* **The records**
☆ ☆ ☆
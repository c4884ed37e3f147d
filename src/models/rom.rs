use chrono::{DateTime, Utc};
use serde::{Deserialize, Serialize};
use sqlx::FromRow;

/// A cataloged ROM, unique per `(filename, console)`.
#[derive(Debug, Clone, PartialEq, FromRow, Serialize, Deserialize)]
pub struct RomGame {
    pub id: i32,
    /// File name on disk, or the game directory name for per-game layouts.
    pub filename: String,
    /// Name of the console directory the ROM was found in.
    pub console: String,
    pub title: String,
    pub description: Option<String>,
    pub year: Option<i32>,
    pub box_art_url: Option<String>,
    #[sqlx(json)]
    pub screenshots: Vec<String>,
    #[sqlx(json)]
    pub tags: Vec<String>,
    pub display_order: i32,
    /// Cleared by a scan that no longer finds the file.
    pub available: bool,
    pub created_at: Option<DateTime<Utc>>,
    pub updated_at: Option<DateTime<Utc>>,
}

impl RomGame {
    /// A freshly discovered, available game with no metadata.
    pub fn discovered(id: i32, filename: &str, console: &str, title: &str) -> Self {
        let now = Utc::now();
        Self {
            id,
            filename: filename.to_string(),
            console: console.to_string(),
            title: title.to_string(),
            description: None,
            year: None,
            box_art_url: None,
            screenshots: Vec::new(),
            tags: Vec::new(),
            display_order: 0,
            available: true,
            created_at: Some(now),
            updated_at: Some(now),
        }
    }

    /// Whether the game passes `filter`, ignoring availability.
    pub fn matches(&self, filter: &RomFilter) -> bool {
        if let Some(console) = &filter.console {
            if &self.console != console {
                return false;
            }
        }
        if let Some(search) = &filter.search {
            if !self.title.to_lowercase().contains(&search.to_lowercase()) {
                return false;
            }
        }
        filter.tags.iter().all(|tag| self.tags.contains(tag))
    }

    /// Overwrite every field `update` carries.
    pub fn apply(&mut self, update: &RomUpdate) {
        if let Some(title) = &update.title {
            self.title = title.clone();
        }
        if let Some(description) = &update.description {
            self.description = Some(description.clone());
        }
        if let Some(year) = update.year {
            self.year = Some(year);
        }
        if let Some(url) = &update.box_art_url {
            self.box_art_url = Some(url.clone());
        }
        if let Some(screenshots) = &update.screenshots {
            self.screenshots = screenshots.clone();
        }
        if let Some(tags) = &update.tags {
            self.tags = tags.clone();
        }
        if let Some(order) = update.display_order {
            self.display_order = order;
        }
        self.updated_at = Some(Utc::now());
    }
}

/// Listing filters for `GET /api/roms`.
#[derive(Debug, Clone, Default, PartialEq, Eq)]
pub struct RomFilter {
    pub console: Option<String>,
    /// Case-insensitive title substring.
    pub search: Option<String>,
    /// Every tag must be present.
    pub tags: Vec<String>,
}

impl RomFilter {
    /// Parse a raw query string. `tags` may repeat; empty values are ignored.
    pub fn from_query(query: Option<&str>) -> Self {
        let mut filter = Self::default();
        let Some(query) = query else {
            return filter;
        };

        for (key, value) in url::form_urlencoded::parse(query.as_bytes()) {
            if value.is_empty() {
                continue;
            }
            match key.as_ref() {
                "console" => filter.console = Some(value.into_owned()),
                "search" => filter.search = Some(value.into_owned()),
                "tags" | "tags[]" => filter.tags.push(value.into_owned()),
                _ => {}
            }
        }
        filter
    }
}

/// Partial update body for `PUT /api/roms/{id}`. Absent fields are left as is.
#[derive(Debug, Clone, Default, PartialEq, Deserialize, Serialize)]
#[serde(default)]
pub struct RomUpdate {
    pub title: Option<String>,
    pub description: Option<String>,
    pub year: Option<i32>,
    pub box_art_url: Option<String>,
    pub screenshots: Option<Vec<String>>,
    pub tags: Option<Vec<String>>,
    pub display_order: Option<i32>,
}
☆ ☆ ☆
* **Goal of the exercise**
Transcribe all of the lines in the records precisely.

* **Response to this exercise**
repository c4884ed37e3f147d
filename src/models/rom.rs
use chrono::{DateTime, Utc};
use serde::{Deserialize, Serialize};
use sqlx::FromRow;

/// A cataloged ROM, unique per `(filename, console)`.
#[derive(Debug, Clone, PartialEq, FromRow, Serialize, Deserialize)]
pub struct RomGame {
    pub id: i32,
    /// File name on disk, or the game directory name for per-game layouts.
    pub filename: String,
    /// Name of the console directory the ROM was found in.
    pub console: String,
    pub title: String,
    pub description: Option<String>,
    pub year: Option<i32>,
    pub box_art_url: Option<String>,
    #[sqlx(json)]
    pub screenshots: Vec<String>,
    #[sqlx(json)]
    pub tags: Vec<String>,
    pub display_order: i32,
    /// Cleared by a scan that no longer finds the file.
    pub available: bool,
    pub created_at: Option<DateTime<Utc>>,
    pub updated_at: Option<DateTime<Utc>>,
}

impl RomGame {
    /// A freshly discovered, available game with no metadata.
    pub fn discovered(id: i32, filename: &str, console: &str, title: &str) -> Self {
        let now = Utc::now();
        Self {
            id,
            filename: filename.to_string(),
            console: console.to_string(),
            title: title.to_string(),
            description: None,
            year: None,
            box_art_url: None,
            screenshots: Vec::new(),
            tags: Vec::new(),
            display_order: 0,
            available: true,
            created_at: Some(now),
            updated_at: Some(now),
        }
    }

    /// Whether the game passes `filter`, ignoring availability.
    pub fn matches(&self, filter: &RomFilter) -> bool {
        if let Some(console) = &filter.console {
            if &self.console != console {
                return false;
            }
        }
        if let Some(search) = &filter.search {
            if !self.title.to_lowercase().contains(&search.to_lowercase()) {
                return false;
            }
        }
        filter.tags.iter().all(|tag| self.tags.contains(tag))
    }

    /// Overwrite every field `update` carries.
    pub fn apply(&mut self, update: &RomUpdate) {
        if let Some(title) = &update.title {
            self.title = title.clone();
        }
        if let Some(description) = &update.description {
            self.description = Some(description.clone());
        }
        if let Some(year) = update.year {
            self.year = Some(year);
        }
        if let Some(url) = &update.box_art_url {
            self.box_art_url = Some(url.clone());
        }
        if let Some(screenshots) = &update.screenshots {
            self.screenshots = screenshots.clone();
        }
        if let Some(tags) = &update.tags {
            self.tags = tags.clone();
        }
        if let Some(order) = update.display_order {
            self.display_order = order;
        }
        self.updated_at = Some(Utc::now());
    }
}

/// Listing filters for `GET /api/roms`.
#[derive(Debug, Clone, Default, PartialEq, Eq)]
pub struct RomFilter {
    pub console: Option<String>,
    /// Case-insensitive title substring.
    pub search: Option<String>,
    /// Every tag must be present.
    pub tags: Vec<String>,
}

impl RomFilter {
    /// Parse a raw query string. `tags` may repeat; empty values are ignored.
    pub fn from_query(query: Option<&str>) -> Self {
        let mut filter = Self::default();
        let Some(query) = query else {
            return filter;
        };

        for (key, value) in url::form_urlencoded::parse(query.as_bytes()) {
            if value.is_empty() {
                continue;
            }
            match key.as_ref() {
                "console" => filter.console = Some(value.into_owned()),
                "search" => filter.search = Some(value.into_owned()),
                "tags" | "tags[]" => filter.tags.push(value.into_owned()),
                _ => {}
            }
        }
        filter
    }
}

/// Partial update body for `PUT /api/roms/{id}`. Absent fields are left as is.
#[derive(Debug, Clone, Default, PartialEq, Deserialize, Serialize)]
#[serde(default)]
pub struct RomUpdate {
    pub title: Option<String>,
    pub description: Option<String>,
    pub year: Option<i32>,
    pub box_art_url: Option<String>,
    pub screenshots: Option<Vec<String>>,
    pub tags: Option<Vec<String>>,
    pub display_order: Option<i32>,
}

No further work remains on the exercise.